The Texas Council on Competitive Government has issued a Request for Information (RFI) to solicit input from private firms regarding current best practices and opportunities for performance-based contracting in vehicle fleet and fuel management services.
Translated into plain English: the state is opening the door to creative ideas from the private sector on how to better manage the state vehicle fleet and fuel services. Nothing obligates the state to act upon any of the submissions it receives—consider it just an exploratory look at the potential for privatization—but this is a positive first step towards potentially getting state government out of the business of maintaining vehicles.
Vehicle fleet operations, maintenance and management are well-established areas of competitive service delivery within state and local government. Managing a government vehicle fleet is a highly commercial activity (two words: Jiffy Lube) and one well suited for privatization. It’s also beneficial in terms of keeping government focused on its core competencies: the private sector can focus on the fleet itself, while government can focus on the services that fleet provides.
Approaches to outsourcing vehicle fleet operations can vary depending on the policy objectives of the government partner. The most common are:
- Long-term operational savings: competitive sourcing lets government select the most cost-effective service provider on a continual basis as contracts come up for renewal; cost savings through privatization typically range from 10-25 percent; with contracting, wage levels generally remain similar, but the number of operating and overhead employees is reduced because of greater productivity.
- Structural changes: government can consolidate its inventory, sell its fleet, or change to some other management system utilizing the private sector.
- Risk transfer: contracting out can shift the capital and long-term operations and maintenance exposure of the government.
Governments have a variety of privatization techniques at their disposal, including contracting out for specific services such as maintenance and repairs (most common); selling the fleet and then leasing vehicles from a private company; renting vehicles from a private company as needed; or giving state employees vouchers in exchange for using personal vehicles for state business.
Virginia offers a useful example of how a state can package a variety of vehicle fleet privatization strategies together:
- In the late 1990s, the Virginia General Assembly transferred vehicle fleet maintenance from the Department of Transportation to the Department of General Services (DGS).
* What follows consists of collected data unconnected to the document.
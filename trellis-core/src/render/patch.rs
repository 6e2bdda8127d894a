//! Patch Protocol
//!
//! A render pass ends with a batch of patches: the minimal set of host
//! mutations that turns the previous output into the new one. Batches are
//! plain data so they can cross a process or network boundary.
//!
//! # Wire Format
//!
//! Patches are internally tagged by `op`:
//!
//! ```json
//! { "op": "create", "id": 3, "parent": { "kind": "root" }, "tag": "ul", "attrs": {} }
//! { "op": "set_text", "id": 5, "text": "2 items" }
//! { "op": "reorder", "parent": { "kind": "node", "id": 3 }, "children": [7, 6] }
//! ```
//!
//! MessagePack encoding uses named fields so both encodings share one
//! schema.

use serde::{Deserialize, Serialize};
use serde_json::Value;

use crate::tree::Attrs;

/// Where a host node is placed.
#[derive(Debug, Clone, PartialEq, Eq, Hash, Serialize, Deserialize)]
#[serde(tag = "kind", content = "id", rename_all = "snake_case")]
pub enum Parent {
    /// The top-level container of the root.
    Root,

    /// Another host node.
    Node(u64),

    /// A named portal container.
    Portal(String),
}

/// One host mutation.
#[derive(Debug, Clone, PartialEq, Serialize, Deserialize)]
#[serde(tag = "op", rename_all = "snake_case")]
pub enum Patch {
    /// Create an element and append it to `parent`.
    Create {
        id: u64,
        parent: Parent,
        tag: String,
        attrs: Attrs,
    },

    /// Create a text node and append it to `parent`.
    CreateText { id: u64, parent: Parent, text: String },

    SetAttrs {
        id: u64,
        set: Attrs,
        removed: Vec<String>,
    },

    SetText { id: u64, text: String },

    /// Detach a node together with everything below it.
    Remove { id: u64 },

    /// Put the listed children of `parent` in this order.
    Reorder { parent: Parent, children: Vec<u64> },
}

impl Patch {
    /// The node a patch creates or mutates. `None` for reorders.
    pub fn target(&self) -> Option<u64> {
        match self {
            Patch::Create { id, .. }
            | Patch::CreateText { id, .. }
            | Patch::SetAttrs { id, .. }
            | Patch::SetText { id, .. }
            | Patch::Remove { id } => Some(*id),
            Patch::Reorder { .. } => None,
        }
    }
}

/// The patches of one render pass.
#[derive(Debug, Clone, Default, PartialEq, Serialize, Deserialize)]
pub struct PatchBatch {
    /// Sequence number of the pass that produced the batch.
    pub pass: u64,
    pub patches: Vec<Patch>,
}

impl PatchBatch {
    pub fn is_empty(&self) -> bool {
        self.patches.is_empty()
    }

    pub fn len(&self) -> usize {
        self.patches.len()
    }

    pub fn to_json(&self) -> Result<String, serde_json::Error> {
        serde_json::to_string(self)
    }

    pub fn from_json(json: &str) -> Result<Self, serde_json::Error> {
        serde_json::from_str(json)
    }

    pub fn to_msgpack(&self) -> Result<Vec<u8>, rmp_serde::encode::Error> {
        rmp_serde::to_vec_named(self)
    }

    pub fn from_msgpack(bytes: &[u8]) -> Result<Self, rmp_serde::decode::Error> {
        rmp_serde::from_slice(bytes)
    }
}

/// Attribute value as it appears in markup.
pub(crate) fn attr_text(value: &Value) -> String {
    match value {
        Value::String(text) => text.clone(),
        other => other.to_string(),
    }
}
impl Component for Thrower {
    type Props = bool;

    fn render(_cx: &mut Scope<'_>, throws: &bool) -> Rendered {
        if *throws {
            return Err(RenderError::msg("broken"));
        }
        Ok(host("b").child("fine").into())
    }
}

struct Sibling;

impl Component for Sibling {
    type Props = ();

    fn render(_cx: &mut Scope<'_>, _props: &()) -> Rendered {
        Ok(host("span").child("ok").into())
    }
}

fn guarded_page(throws: bool, attempt: i32, fallbacks: &Rc<Cell<usize>>, caught: &Rc<Cell<usize>>) -> Element {
    let fallbacks = Rc::clone(fallbacks);
    let caught = Rc::clone(caught);

    host("div")
        .child(
            boundary(move |err| {
                fallbacks.set(fallbacks.get() + 1);
                host("p").child(err.to_string()).into()
            })
            .on_error(move |_| caught.set(caught.get() + 1))
            .reset_keys(deps![attempt])
            .child(Element::component::<Thrower>(throws)),
        )
        .child(Element::component::<Sibling>(()))
        .into()
}

#[test]
fn boundary_isolates_siblings_and_recovers() {
    let fallbacks = Rc::new(Cell::new(0));
    let caught = Rc::new(Cell::new(0));
    let mut root = Root::new(HostTree::new());

    root.render(guarded_page(true, 0, &fallbacks, &caught)).unwrap();
    assert_eq!(
        root.renderer().markup(),
        "<div><p>Thrower failed to render: broken</p><span>ok</span></div>"
    );
    assert_eq!(fallbacks.get(), 1);
    assert_eq!(caught.get(), 1);

    // Same reset keys: the fallback stays and is not rendered again.
    root.render(guarded_page(true, 0, &fallbacks, &caught)).unwrap();
    assert_eq!(fallbacks.get(), 1);

    root.render(guarded_page(false, 1, &fallbacks, &caught)).unwrap();
    assert_eq!(root.renderer().markup(), "<div><b>fine</b><span>ok</span></div>");
    assert_eq!(fallbacks.get(), 1);
    assert_eq!(caught.get(), 1);
}

/// Errors thrown by a fallback go to the next boundary up.
#[test]
fn fallback_errors_reach_the_outer_boundary() {
    let tree = boundary(|_| host("p").child("outer").into()).child(
        boundary(|_| Element::component::<Thrower>(true)).child(Element::component::<Thrower>(true)),
    );

    let mut root = Root::new(HostTree::new());
    root.render(tree).unwrap();
    assert_eq!(root.renderer().markup(), "<p>outer</p>");
}
//! State Cell Implementation
//!
//! A state cell holds one committed value plus a queue of pending updates.
//!
//! # How State Cells Work
//!
//! 1. `read()` returns the committed value. It never observes pending
//!    updates, so every read within one synchronous turn sees the same value.
//!
//! 2. `write()` and `update()` only enqueue. A cell owned by a component
//!    also marks that component dirty on the render scheduler.
//!
//! 3. `commit()` folds the queue in call order: a plain value replaces the
//!    running value, an updater receives the running value. The result
//!    becomes the committed value and subscribers are notified. Components
//!    commit their cells when they re-render, so a cell never changes
//!    outside a scheduled render.
//!
//! # Thread Safety
//!
//! The cell is protected by a mutex so that setters can be moved into
//! callbacks that run on other threads. Updaters and subscribers are always
//! invoked with the lock released.

use std::fmt::{self, Debug};
use std::sync::atomic::{AtomicBool, AtomicU64, Ordering};
use std::sync::Arc;

use parking_lot::Mutex;
use tracing::{debug, warn};

use super::context::RenderFrame;
use super::scheduler::Scheduler;
use super::subscriber::{Subscriber, SubscriberId};
use crate::tree::NodeId;

/// Counter for generating unique cell IDs.
static CELL_ID_COUNTER: AtomicU64 = AtomicU64::new(0);

fn next_cell_id() -> u64 {
    CELL_ID_COUNTER.fetch_add(1, Ordering::Relaxed)
}

/// A queued write.
pub enum Update<T> {
    /// Replace the running value.
    Replace(T),

    /// Compute the next value from the running value.
    Apply(Box<dyn FnOnce(&T) -> T + Send>),
}

impl<T> Debug for Update<T> {
    fn fmt(&self, f: &mut fmt::Formatter<'_>) -> fmt::Result {
        match self {
            Update::Replace(_) => f.write_str("Update::Replace"),
            Update::Apply(_) => f.write_str("Update::Apply"),
        }
    }
}

/// The component a cell belongs to.
#[derive(Clone)]
pub(crate) struct Owner {
    pub node: NodeId,
    pub scheduler: Scheduler,
    /// Cleared when the component unmounts.
    pub alive: Arc<AtomicBool>,
}

struct CellInner<T> {
    committed: T,
    pending: Vec<Update<T>>,
    subscribers: Vec<Subscriber<T>>,
    owner: Option<Owner>,
}

/// A single unit of component state.
pub struct StateCell<T>
where
    T: Clone + Send + 'static,
{
    id: u64,
    inner: Arc<Mutex<CellInner<T>>>,
}

impl<T> StateCell<T>
where
    T: Clone + Send + 'static,
{
    /// Create a standalone cell.
    ///
    /// Standalone cells are committed explicitly with [`StateCell::commit`].
    pub fn new(value: T) -> Self {
        Self::with_owner(value, None)
    }

    pub(crate) fn owned(value: T, owner: Owner) -> Self {
        Self::with_owner(value, Some(owner))
    }

    fn with_owner(value: T, owner: Option<Owner>) -> Self {
        Self {
            id: next_cell_id(),
            inner: Arc::new(Mutex::new(CellInner {
                committed: value,
                pending: Vec::new(),
                subscribers: Vec::new(),
                owner,
            })),
        }
    }

    pub fn id(&self) -> u64 {
        self.id
    }

    /// The committed value.
    pub fn read(&self) -> T {
        self.inner.lock().committed.clone()
    }

    /// Enqueue a replacement value.
    pub fn write(&self, value: T) {
        self.enqueue(Update::Replace(value));
    }

    /// Enqueue an updater. It receives the latest pending value when the
    /// queue is folded.
    pub fn update<F>(&self, f: F)
    where
        F: FnOnce(&T) -> T + Send + 'static,
    {
        self.enqueue(Update::Apply(Box::new(f)));
    }

    fn enqueue(&self, update: Update<T>) {
        let owner = {
            let mut inner = self.inner.lock();
            if let Some(owner) = &inner.owner {
                if !owner.alive.load(Ordering::Acquire) {
                    warn!(cell = self.id, node = %owner.node, "write to state of an unmounted component ignored");
                    return;
                }
            }
            inner.pending.push(update);
            inner.owner.clone()
        };

        if RenderFrame::is_active() {
            RenderFrame::record_write();
            debug!(
                cell = self.id,
                component = RenderFrame::current_component().unwrap_or("?"),
                "state written during render"
            );
        }

        if let Some(owner) = owner {
            owner.scheduler.mark_dirty(owner.node);
        }
    }

    /// Number of updates waiting for the next commit.
    pub fn pending_len(&self) -> usize {
        self.inner.lock().pending.len()
    }

    /// Fold pending updates into the committed value.
    ///
    /// Returns false if nothing was pending.
    pub fn commit(&self) -> bool {
        let (pending, mut value) = {
            let mut inner = self.inner.lock();
            if inner.pending.is_empty() {
                return false;
            }
            (std::mem::take(&mut inner.pending), inner.committed.clone())
        };

        for update in pending {
            value = match update {
                Update::Replace(next) => next,
                Update::Apply(f) => f(&value),
            };
        }

        let subscribers = {
            let mut inner = self.inner.lock();
            inner.committed = value.clone();
            inner.subscribers.clone()
        };

        for subscriber in &subscribers {
            subscriber.notify(&value);
        }

        true
    }

    /// Register a callback invoked after each commit.
    pub fn subscribe<F>(&self, subscriber_id: SubscriberId, notify: F)
    where
        F: Fn(&T) + Send + Sync + 'static,
    {
        self.inner
            .lock()
            .subscribers
            .push(Subscriber::new(subscriber_id, notify));
    }

    pub fn unsubscribe(&self, subscriber_id: SubscriberId) {
        self.inner
            .lock()
            .subscribers
            .retain(|subscriber| subscriber.id() != subscriber_id);
    }

    pub fn subscriber_count(&self) -> usize {
        self.inner.lock().subscribers.len()
    }

    /// A write-only handle to this cell.
    pub fn setter(&self) -> SetState<T> {
        SetState { cell: self.clone() }
    }
}

impl<T> Clone for StateCell<T>
where
    T: Clone + Send + 'static,
{
    fn clone(&self) -> Self {
        Self {
            id: self.id,
            inner: Arc::clone(&self.inner),
        }
    }
}

impl<T> Debug for StateCell<T>
where
    T: Clone + Send + Debug + 'static,
{
    fn fmt(&self, f: &mut fmt::Formatter<'_>) -> fmt::Result {
        let inner = self.inner.lock();
        f.debug_struct("StateCell")
            .field("id", &self.id)
            .field("value", &inner.committed)
            .field("pending", &inner.pending.len())
            .finish()
    }
}

/// Write-only handle returned by `use_state`.
///
/// Cheap to clone and `Send + Sync`, so it can be moved into event handlers,
/// effects, or other threads.
pub struct SetState<T>
where
    T: Clone + Send + 'static,
{
    cell: StateCell<T>,
}

impl<T> SetState<T>
where
    T: Clone + Send + 'static,
{
    pub fn set(&self, value: T) {
        self.cell.write(value);
    }

    pub fn update<F>(&self, f: F)
    where
        F: FnOnce(&T) -> T + Send + 'static,
    {
        self.cell.update(f);
    }

    /// Whether two handles write to the same cell.
    pub fn same_cell(&self, other: &SetState<T>) -> bool {
        Arc::ptr_eq(&self.cell.inner, &other.cell.inner)
    }
}

impl<T> Clone for SetState<T>
where
    T: Clone + Send + 'static,
{
    fn clone(&self) -> Self {
        Self {
            cell: self.cell.clone(),
        }
    }
}

impl<T> PartialEq for SetState<T>
where
    T: Clone + Send + 'static,
{
    fn eq(&self, other: &Self) -> bool {
        self.same_cell(other)
    }
}

impl<T> Debug for SetState<T>
where
    T: Clone + Send + 'static,
{
    fn fmt(&self, f: &mut fmt::Formatter<'_>) -> fmt::Result {
        f.debug_struct("SetState").field("cell", &self.cell.id).finish()
    }
}

// ----------------------------------------------------------------------------
// Tests
// ----------------------------------------------------------------------------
DGS opened automobile maintenance to competitive sourcing and began saving approximately 25 percent through competition.
- In 2005, DGS contracted out for a maintenance information management system called Vehicle Maintenance Control Center (VMCC). The VMCC system provides 24-hour on-call service and networks hundreds of maintenance facilities to provide repairs. The management system reduced preventative maintenance costs 16 percent, reduced average brake service costs from $228 to $81, and significantly reduced vehicle downtime.
- In 2006, DGS contracted with Enterprise Rent-A-Car to provide short-term rentals as needed to state employees, transferring capital and maintenance risks away from the taxpayers.
For more details on Virginia’s initiatives, see this DGS presentation (warning: 6Mb file download) to the state’s Commonwealth Competition Council. Given experiences like Virginia’s (among many others), I wouldn’t be surprised if Texas solicits a number of interesting privatization proposals worthy of further consideration.